Эффект разорвавшейся бомбы. Леонид Якобсон и советский балет как форма сопротивления - Дженис Росс
Шрифт:
Интервал:
Закладка:
Сам Якобсон никогда не боялся ареста и, несмотря на весь государственный антисемитизм, никогда не скрывал своего еврейства. В отличие от многих, он сохранил свою вопиюще еврейскую фамилию. В его постановках не просто присутствовали еврейские темы – у него были и еврейские персонажи, и характерные еврейские жесты. Партитуру он заказывал у еврейских композиторов, а декорации – у еврейских художников, так что к середине карьеры Якобсона все же заклеймили «безродным космополитом» (уничижительный эвфемизм, обозначавший еврейских интеллектуалов)[53]. Первым навесить на него этот ярлык додумался А. Л. Андреев, консервативный хореограф, который написал в 1951 году во внутритеатральной газете «За советское искусство» статью под названием «Космополит в балете» [Ezrahi 2012: 177]. После этой статьи Якобсона немедленно уволили из Кировского театра, и следующие четыре года он был вынужден работать в других местах[54]. Но поскольку в таланте Леонида Вениаминовича продолжали нуждаться и публика, и артисты, то вскоре после смерти Сталина Лопухов (сменивший Сергеева на посту художественного руководителя балета Кировского театра) нанял Якобсона обратно.
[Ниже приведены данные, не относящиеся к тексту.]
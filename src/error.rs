use std::io;

use snafu::Snafu;

/// Errors surfaced by the public [`crate::Cache`] API.
///
/// Journal parse failures during [`crate::Cache::open`] (`Corruption`, in the spec's
/// vocabulary) are never part of this enum: they are handled internally by wiping the
/// cache directory and starting fresh, as documented on `open`.
#[derive(Debug, Snafu)]
#[snafu(visibility(pub(crate)))]
pub enum CacheError {
    /// A bad key, a zero `max_size`, or a zero `value_count` was supplied.
    #[snafu(display("{reason}"))]
    InvalidArgument { reason: String },

    /// The cache, or the `Editor`/`Snapshot` handle, is no longer usable.
    #[snafu(display("{reason}"))]
    IllegalState { reason: String },

    /// A filesystem operation failed unrecoverably.
    #[snafu(display("I/O error: {source}"))]
    Io { source: io::Error },
}

impl From<io::Error> for CacheError {
    fn from(source: io::Error) -> Self {
        CacheError::Io { source }
    }
}

impl CacheError {
    pub(crate) fn illegal_state(reason: impl Into<String>) -> Self {
        CacheError::IllegalState {
            reason: reason.into(),
        }
    }

    pub(crate) fn invalid_argument(reason: impl Into<String>) -> Self {
        CacheError::InvalidArgument {
            reason: reason.into(),
        }
    }
}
Подобно многим евреям в России, Якобсон воспринимал свое еврейство исключительно в контексте биологии и самосознания – иными словами, в контексте происхождения и душевной организации. Судя по всему, никто из семьи Якобсона не был соблюдающим евреем, однако вдова хореографа Ирина вспоминает, что порой Леонид характерно раскачивался, сидя в кресле у себя дома, подобно тому как иудеи раскачиваются во время молитвы. Когда Ирина спросила его, почему он совершает эти странные движения, Леонид ответил, что это, очевидно, осталось от бабушки и дедушки. Однажды о том же самом его спросили и сидевшие в гостях друзья, и тогда он ответил: «Это потому, что я еврей»[55].
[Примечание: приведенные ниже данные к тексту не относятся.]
//! A bounded, persistent, journal-backed least-recently-used cache of fixed-arity value
//! tuples, stored on a local filesystem.
//!
//! This crate ties three things together: an in-memory LRU index, a set of on-disk value
//! files, and an append-only text journal that is periodically compacted. It durably caches
//! moderately sized opaque blobs (decoded thumbnails, HTTP response bodies, and the like)
//! behind a soft byte budget, and survives a crash mid-write by replaying the journal on the
//! next [`Cache::open`].
//!
//! # Layout
//!
//! Each key maps to `value_count` value slots, each backed by its own file
//! (`<key>.<index>`). An edit stages its writes into sibling `.tmp` files and only becomes
//! visible by atomically renaming them into place at [`Editor::commit`]. A single process is
//! expected to own a cache directory at a time; this crate does not coordinate across
//! processes.
//!
//! # Example
//!
//! ```no_run
//! use disk_lru_cache::Cache;
//!
//! # fn main() -> Result<(), disk_lru_cache::CacheError> {
//! let cache = Cache::open("/tmp/example-cache", 1, 2, 10 * 1024 * 1024)?;
//!
//! if let Some(mut editor) = cache.edit("thumbnail-42")? {
//!     editor.set(0, "image/png")?;
//!     editor.set(1, b"...bytes...".as_slice())?;
//!     editor.commit()?;
//! }
//!
//! if let Some(snapshot) = cache.get("thumbnail-42")? {
//!     let content_type = snapshot.get_string(0).unwrap_or_default();
//!     println!("cached as {content_type}");
//! }
//!
//! cache.close()?;
//! # Ok(())
//! # }
//! ```

mod cache;
mod config;
mod editor;
mod entry;
mod error;
mod fs;
mod journal;
mod key;
mod recovery;
mod snapshot;
mod worker;

#[cfg(test)]
mod model_tests;
#[cfg(test)]
mod test_support;

pub use cache::Cache;
pub use config::{CacheConfig, CacheConfigBuilder};
pub use editor::{Editor, EditorSink};
pub use error::CacheError;
pub use snapshot::{Snapshot, SnapshotSource};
На официальном уровне идентичность Якобсона была зафиксирована в его паспорте – всем известная «пятая графа», в которой у всех советских евреев значилось не «русский», а «еврей» [Giants 2003:226]. Парадоксальность советской политики заключалась в том, что советских евреев вынуждали забыть о своем происхождении и в то же самое время их принудительно выделяли в отдельную группу. Якобсон был евреем в культурном смысле слова, он не был ни сионистом, ни ортодоксальным иудеем, ни сторонником Бунда. Независимо друг от друга ведущие историки русского еврейства – Стивен Ципперштейн и Цви Гительман – отмечали, что поскольку в Советской России было запрещено изучать иврит и соблюдать религиозные обряды, то единственным способом продемонстрировать свое еврейство стал брак также с еврейкой и отсутствие религиозности. Другими словами, все сосредоточилось на воспроизводстве культурной памяти [Zipperstein 1999: 82]. Как пишет Гительман:
Большинство евреев России и Украины считали свое еврейство исключительно вопросом происхождения и придерживались субъективного чувства принадлежности к группе. Еврейская идентичность воспринималась так, как ее определяло советское государство – в качестве принадлежности к этнической группе («национальности») [Gitelman 2003:4].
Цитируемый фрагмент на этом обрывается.